Correct localization and visualization of the needle is crucial in ultrasound-guided procedures. Some of the studies reported only the needle trajectory or only the tip, while the identification of the entire needle is left to the operator. Most of the approaches that report tip accuracy use the “drop of signal intensity” as an indicator of the tip location; they therefore rely on clear visibility of the needle shaft. Needle shaft visibility, however, is often challenging especially in applications where sensors are added to the tip of the needle or in cases where steep insertion angle is preferred. Based on our analysis shown in Table I, the literature that focused on sensors, actuators or trackers lacked the shaft localization in \(50\%\) of the cases, and only \(25\%\) of the state-of-the-art in this category reported the accuracy for both the tip and the shaft.
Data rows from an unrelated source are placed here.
use uuid::Uuid;

use crate::error::{FormSchemaError, Result};
use crate::types::{FormRule, RuleAction, RuleCondition};

/// In-memory conditional-logic state for the questions of one schema.
///
/// Holds the rules a user is authoring. Nothing here touches the schema
/// tree: conditions and actions are list mutations only, and the schema is
/// written exclusively through `RuleEngine::commit` once a rule is complete.
#[derive(Debug, Default, Clone)]
pub struct RuleBuilder {
    rules: Vec<FormRule>,
}

impl RuleBuilder {
    pub fn new() -> Self {
        Self::default()
    }

    pub fn with_rules(rules: Vec<FormRule>) -> Self {
        Self { rules }
    }

    pub fn rules(&self) -> &[FormRule] {
        &self.rules
    }

    pub fn rules_for_question<'a>(
        &'a self,
        question_id: &'a str,
    ) -> impl Iterator<Item = &'a FormRule> {
        self.rules.iter().filter(move |r| r.question == question_id)
    }

    pub fn rule(&self, rule_id: Uuid) -> Option<&FormRule> {
        self.rules.iter().find(|r| r.id == rule_id)
    }

    /// Opens conditional logic for a question: a new rule seeded with one
    /// placeholder condition and one placeholder action.
    pub fn add_rule(&mut self, question_id: impl Into<String>) -> Uuid {
        let rule = FormRule::new(question_id);
        let id = rule.id;
        self.rules.push(rule);
        id
    }

    /// Removes a whole rule from the builder, returning it so a snackbar
    /// undo can re-add it.
    pub fn remove_rule(&mut self, rule_id: Uuid) -> Option<FormRule> {
        let position = self.rules.iter().position(|r| r.id == rule_id)?;
        Some(self.rules.remove(position))
    }

    pub fn re_add_rule(&mut self, rule: FormRule) {
        self.rules.push(rule);
    }

    pub fn add_condition(&mut self, rule_id: Uuid) -> Result<Uuid> {
        let rule = self.rule_mut(rule_id)?;
        let condition = RuleCondition::placeholder();
        let id = condition.id;
        rule.conditions.push(condition);
        Ok(id)
    }

    /// Removes one condition by id. Schema untouched; the persisted form
    /// only changes on full commit.
    pub fn remove_condition(&mut self, rule_id: Uuid, condition_id: Uuid) -> Result<RuleCondition> {
        let rule = self.rule_mut(rule_id)?;
        let position = rule
            .conditions
            .iter()
            .position(|c| c.id == condition_id)
            .ok_or_else(|| FormSchemaError::rule(format!("no condition {condition_id} in rule")))?;
        Ok(rule.conditions.remove(position))
    }

    pub fn update_condition(
        &mut self,
        rule_id: Uuid,
        condition_id: Uuid,
        edit: impl FnOnce(&mut RuleCondition),
    ) -> Result<()> {
        let rule = self.rule_mut(rule_id)?;
        let condition = rule
            .conditions
            .iter_mut()
            .find(|c| c.id == condition_id)
            .ok_or_else(|| FormSchemaError::rule(format!("no condition {condition_id} in rule")))?;
        edit(condition);
        Ok(())
    }

    pub fn add_action(&mut self, rule_id: Uuid) -> Result<Uuid> {
        let rule = self.rule_mut(rule_id)?;
        let action = RuleAction::placeholder();
        let id = action.id;
        rule.actions.push(action);
        Ok(id)
    }

    pub fn remove_action(&mut self, rule_id: Uuid, action_id: Uuid) -> Result<RuleAction> {
        let rule = self.rule_mut(rule_id)?;
        let position = rule
            .actions
            .iter()
            .position(|a| a.id == action_id)
            .ok_or_else(|| FormSchemaError::rule(format!("no action {action_id} in rule")))?;
        Ok(rule.actions.remove(position))
    }

    pub fn update_action(
        &mut self,
        rule_id: Uuid,
        action_id: Uuid,
        edit: impl FnOnce(&mut RuleAction),
    ) -> Result<()> {
        let rule = self.rule_mut(rule_id)?;
        let action = rule
            .actions
            .iter_mut()
            .find(|a| a.id == action_id)
            .ok_or_else(|| FormSchemaError::rule(format!("no action {action_id} in rule")))?;
        edit(action);
        Ok(())
    }

    /// Mutable access for commit-time bookkeeping (`is_new` flags, recorded
    /// validator indices).
    pub fn rule_mut(&mut self, rule_id: Uuid) -> Result<&mut FormRule> {
        self.rules
            .iter_mut()
            .find(|r| r.id == rule_id)
            .ok_or_else(|| FormSchemaError::rule(format!("no rule with id {rule_id}")))
    }
}

#[cfg(test)]
mod tests {
    use super::*;
    use crate::types::{ActionCondition, TargetCondition};

    #[test]
    fn test_new_rule_has_placeholders() {
        let mut builder = RuleBuilder::new();
        let rule_id = builder.add_rule("age");
        let rule = builder.rule(rule_id).unwrap();
        assert_eq!(rule.conditions.len(), 1);
        assert_eq!(rule.actions.len(), 1);
        assert!(rule.is_new_rule);
        assert!(!rule.is_complete());
    }

    #[test]
    fn test_condition_lifecycle() {
        let mut builder = RuleBuilder::new();
        let rule_id = builder.add_rule("age");
        let condition_id = builder.add_condition(rule_id).unwrap();
        assert_eq!(builder.rule(rule_id).unwrap().conditions.len(), 2);

        builder.remove_condition(rule_id, condition_id).unwrap();
        assert_eq!(builder.rule(rule_id).unwrap().conditions.len(), 1);
    }

    #[test]
    fn test_unary_condition_completes_without_value() {
        let mut builder = RuleBuilder::new();
        let rule_id = builder.add_rule("age");
        let rule = builder.rule(rule_id).unwrap();
        let (condition_id, action_id) = (rule.conditions[0].id, rule.actions[0].id);

        builder
            .update_condition(rule_id, condition_id, |c| {
                c.target_field = Some("visitDate".to_string());
                c.target_condition = Some(TargetCondition::IsEmpty);
            })
            .unwrap();
        builder
            .update_action(rule_id, action_id, |a| {
                a.action_condition = Some(ActionCondition::Hide);
                a.action_field = Some("age".to_string());
            })
            .unwrap();

        assert!(builder.rule(rule_id).unwrap().is_complete());
    }

    #[test]
    fn test_binary_condition_needs_value() {
        let mut builder = RuleBuilder::new();
        let rule_id = builder.add_rule("age");
        let condition_id = builder.rule(rule_id).unwrap().conditions[0].id;
        builder
            .update_condition(rule_id, condition_id, |c| {
                c.target_field = Some("age".to_string());
                c.target_condition = Some(TargetCondition::Equals);
            })
            .unwrap();
        assert!(!builder.rule(rule_id).unwrap().conditions[0].is_complete());
    }

    #[test]
    fn test_remove_missing_rule_is_error() {
        let mut builder = RuleBuilder::new();
        assert!(builder.remove_rule(Uuid::new_v4()).is_none());
        assert!(builder.add_condition(Uuid::new_v4()).is_err());
    }
}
The same pattern is observed for robot-assisted category, where \(55\%\) of the cases lacked the shaft localization and only \(30\%\) of the cases reported the accuracy for both the tip and the shaft.

Studies mainly reported the performance using localization accuracy metrics such as the needle shaft or its tip, and rarely report a “failure” rate. Based on Table I, only a small proportion of the literature (\(22\%\)) included the percentage of failed trials. Robustness is a significant factor in a clinical setting, and the percentage of cases for which the method fails would be an important metric to report in addition to other visualization or localization metrics.
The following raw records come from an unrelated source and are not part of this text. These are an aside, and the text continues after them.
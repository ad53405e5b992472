use serde::{Deserialize, Serialize};
use uuid::Uuid;

/// Builder-local conditional logic attached to a question. Never persisted
/// verbatim: on commit it is translated into native schema fields (`hide`,
/// `validators`, `questionOptions.calculate`).
#[derive(Debug, Clone, Serialize, Deserialize, PartialEq)]
#[serde(rename_all = "camelCase")]
pub struct FormRule {
    pub id: Uuid,

    /// Id of the question this rule is authored against.
    pub question: String,

    pub is_new_rule: bool,

    pub conditions: Vec<RuleCondition>,
    pub actions: Vec<RuleAction>,
}

#[derive(Debug, Clone, Serialize, Deserialize, PartialEq)]
#[serde(rename_all = "camelCase")]
pub struct RuleCondition {
    pub id: Uuid,

    #[serde(default)]
    pub is_new: bool,

    /// Connector to the previous condition. Ignored on the first condition,
    /// which has no left-hand sibling.
    #[serde(skip_serializing_if = "Option::is_none")]
    pub logical_operator: Option<LogicalOperator>,

    #[serde(skip_serializing_if = "Option::is_none")]
    pub target_field: Option<String>,

    #[serde(skip_serializing_if = "Option::is_none")]
    pub target_condition: Option<TargetCondition>,

    #[serde(skip_serializing_if = "Option::is_none")]
    pub target_value: Option<String>,
}

#[derive(Debug, Clone, Serialize, Deserialize, PartialEq)]
#[serde(rename_all = "camelCase")]
pub struct RuleAction {
    pub id: Uuid,

    #[serde(default)]
    pub is_new: bool,

    #[serde(skip_serializing_if = "Option::is_none")]
    pub action_condition: Option<ActionCondition>,

    #[serde(skip_serializing_if = "Option::is_none")]
    pub action_field: Option<String>,

    #[serde(skip_serializing_if = "Option::is_none")]
    pub error_message: Option<String>,

    #[serde(skip_serializing_if = "Option::is_none")]
    pub calculate_expression: Option<String>,

    /// Index of the validator a committed Fail action created on the target
    /// question. Recorded at commit so deletion can splice exactly that entry.
    #[serde(skip_serializing_if = "Option::is_none")]
    pub validator_index: Option<usize>,
}

#[derive(Debug, Clone, Copy, Serialize, Deserialize, PartialEq, Eq)]
#[serde(rename_all = "lowercase")]
pub enum LogicalOperator {
    And,
    Or,
}

#[derive(Debug, Clone, Copy, Serialize, Deserialize, PartialEq, Eq)]
#[serde(rename_all = "camelCase")]
pub enum TargetCondition {
    IsEmpty,
    NotEmpty,
    GreaterThanOrEqualTo,
    LessThanOrEqualTo,
    Equals,
    NotEquals,
    IsDateBefore,
    IsDateAfter,
    Contains,
}

#[derive(Debug, Clone, Copy, Serialize, Deserialize, PartialEq, Eq)]
#[serde(rename_all = "camelCase")]
pub enum ActionCondition {
    Hide,
    Fail,
    Calculate,
}

impl TargetCondition {
    /// Unary operators take no target value; the value input is hidden for
    /// them in the builder UI.
    pub fn is_unary(self) -> bool {
        matches!(self, Self::IsEmpty | Self::NotEmpty)
    }
}

impl FormRule {
    /// A fresh rule seeded with one placeholder condition and one placeholder
    /// action, the state "Add conditional logic" opens with.
    pub fn new(question: impl Into<String>) -> Self {
        Self {
            id: Uuid::new_v4(),
            question: question.into(),
            is_new_rule: true,
            conditions: vec![RuleCondition::placeholder()],
            actions: vec![RuleAction::placeholder()],
        }
    }

    /// A rule is committable only when every condition and action is fully
    /// specified.
    pub fn is_complete(&self) -> bool {
        !self.conditions.is_empty()
            && !self.actions.is_empty()
            && self.conditions.iter().all(RuleCondition::is_complete)
            && self.actions.iter().all(RuleAction::is_complete)
    }
}

impl RuleCondition {
    pub fn placeholder() -> Self {
        Self {
            id: Uuid::new_v4(),
            is_new: true,
            logical_operator: None,
            target_field: None,
            target_condition: None,
            target_value: None,
        }
    }

    pub fn is_complete(&self) -> bool {
        let Some(condition) = self.target_condition else {
            return false;
        };
        self.target_field.is_some() && (condition.is_unary() || self.target_value.is_some())
    }
}

impl RuleAction {
    pub fn placeholder() -> Self {
        Self {
            id: Uuid::new_v4(),
            is_new: true,
            action_condition: None,
            action_field: None,
            error_message: None,
            calculate_expression: None,
            validator_index: None,
        }
    }

    pub fn is_complete(&self) -> bool {
        let Some(condition) = self.action_condition else {
            return false;
        };
        if self.action_field.is_none() {
            return false;
        }
        match condition {
            ActionCondition::Hide => true,
            ActionCondition::Fail => self.error_message.is_some(),
            ActionCondition::Calculate => self.calculate_expression.is_some(),
        }
    }
}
Linear-array transducers were mainly the choice in the literature, whereas curvilinear transducers may bring more challenges. 3DUS remains a minor portion of the literature, perhaps because 2DUS is prominent as the faster growing point of care market. Beam steering is a promising approach in terms of clinical utility, however, steering to large angles remains a challenge, especially for curvilinear array transducers. Combining various techniques could be further researched to enhance needle localization accuracy in US-guided interventions. For example, combined ultrasound and fluoroscopy was used to enhance dosimetry for prostate brachytherapy by enhancing needle positioning [56]. Motion-based techniques and possibly robot assistance are seen as key future research directions.

Current clinical demand is inclined toward standard needles and apparatus, which makes customized apparatus harder to be adopted clinically. Machine learning-based techniques have recently come to play a role in needle detection in US. It is therefore predicted to see a trend for learning-based needle detection approaches in parallel with advances of machine learning.
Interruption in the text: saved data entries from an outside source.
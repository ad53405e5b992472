use async_trait::async_trait;
use serde::{Deserialize, Serialize};
use std::collections::HashMap;

use crate::Result;

/// Form metadata record, the shape posted to create or publish a form.
#[derive(Debug, Clone, Serialize, Deserialize, PartialEq)]
#[serde(rename_all = "camelCase")]
pub struct FormMetadata {
    pub name: String,

    #[serde(skip_serializing_if = "Option::is_none")]
    pub version: Option<String>,

    #[serde(default)]
    pub published: bool,

    #[serde(skip_serializing_if = "Option::is_none")]
    pub description: Option<String>,

    pub encounter_type: String,
}

/// Resource attached to a form, pointing at a stored clob by value
/// reference (e.g. the schema JSON, or a translation bundle).
#[derive(Debug, Clone, Serialize, Deserialize, PartialEq)]
#[serde(rename_all = "camelCase")]
pub struct FormResource {
    pub name: String,
    pub data_type: String,
    pub value_reference: String,
}

#[derive(Debug, Clone, PartialEq)]
pub struct FormRecord {
    pub uuid: String,
    pub metadata: FormMetadata,
    /// Resource uuid -> resource.
    pub resources: HashMap<String, FormResource>,
}

/// Generic large-text-blob storage, the clobdata surface: content in, opaque
/// value reference out.
#[async_trait]
pub trait ClobStorage: Send + Sync {
    async fn store(&self, content: String) -> Result<String>;
    async fn fetch(&self, value_reference: &str) -> Result<Option<String>>;
    async fn delete(&self, value_reference: &str) -> Result<bool>;
    async fn contains(&self, value_reference: &str) -> Result<bool>;
    async fn list(&self) -> Result<Vec<String>>;
}

/// Form metadata and resource records: create, attach/detach resources,
/// publish toggle, delete.
#[async_trait]
pub trait FormStore: Send + Sync {
    async fn create_form(&self, metadata: FormMetadata) -> Result<String>;
    async fn get_form(&self, form_uuid: &str) -> Result<Option<FormRecord>>;
    async fn list_forms(&self) -> Result<Vec<FormRecord>>;
    async fn attach_resource(&self, form_uuid: &str, resource: FormResource) -> Result<String>;
    async fn delete_resource(&self, form_uuid: &str, resource_uuid: &str) -> Result<bool>;
    async fn set_published(&self, form_uuid: &str, published: bool) -> Result<()>;
    async fn delete_form(&self, form_uuid: &str) -> Result<bool>;
}

impl FormMetadata {
    pub fn new(name: impl Into<String>, encounter_type: impl Into<String>) -> Self {
        Self {
            name: name.into(),
            version: None,
            published: false,
            description: None,
            encounter_type: encounter_type.into(),
        }
    }

    pub fn with_version(mut self, version: impl Into<String>) -> Self {
        self.version = Some(version.into());
        self
    }

    pub fn with_description(mut self, description: impl Into<String>) -> Self {
        self.description = Some(description.into());
        self
    }
}

impl FormResource {
    /// The conventional resource record pointing at a form's schema clob.
    pub fn json_schema(value_reference: impl Into<String>) -> Self {
        Self {
            name: "JSON schema".to_string(),
            data_type: "AmpathJsonSchema".to_string(),
            value_reference: value_reference.into(),
        }
    }
}
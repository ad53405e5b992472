pub mod question;
pub mod rule;
pub mod schema;
pub mod translation;

pub use question::{
    Answer, CalculateProperty, ConceptMapping, HideProperty, Question, QuestionOptions,
    QuestionType, Rendering, Validator,
};
pub use rule::{
    ActionCondition, FormRule, LogicalOperator, RuleAction, RuleCondition, TargetCondition,
};
pub use schema::{FormSchema, Page, ReferencedForm, Section, SectionReference};
pub use translation::TranslationFile;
Note that the inconsistency in validation approaches makes it challenging to interpret and compare different studies. From the large body of literature that we studied here, only \(33\%\) of them validated their results in vivo.

In addition, in evaluation of a new needle guidance system, a large-scale human study is preferred. We suggest in vivo animal experimentation as the closest alternative in these cases. Application-specific validation could also be useful as well, as studying the factors affecting the visualization and localization and the potential effects of the particular application could lead to key insights.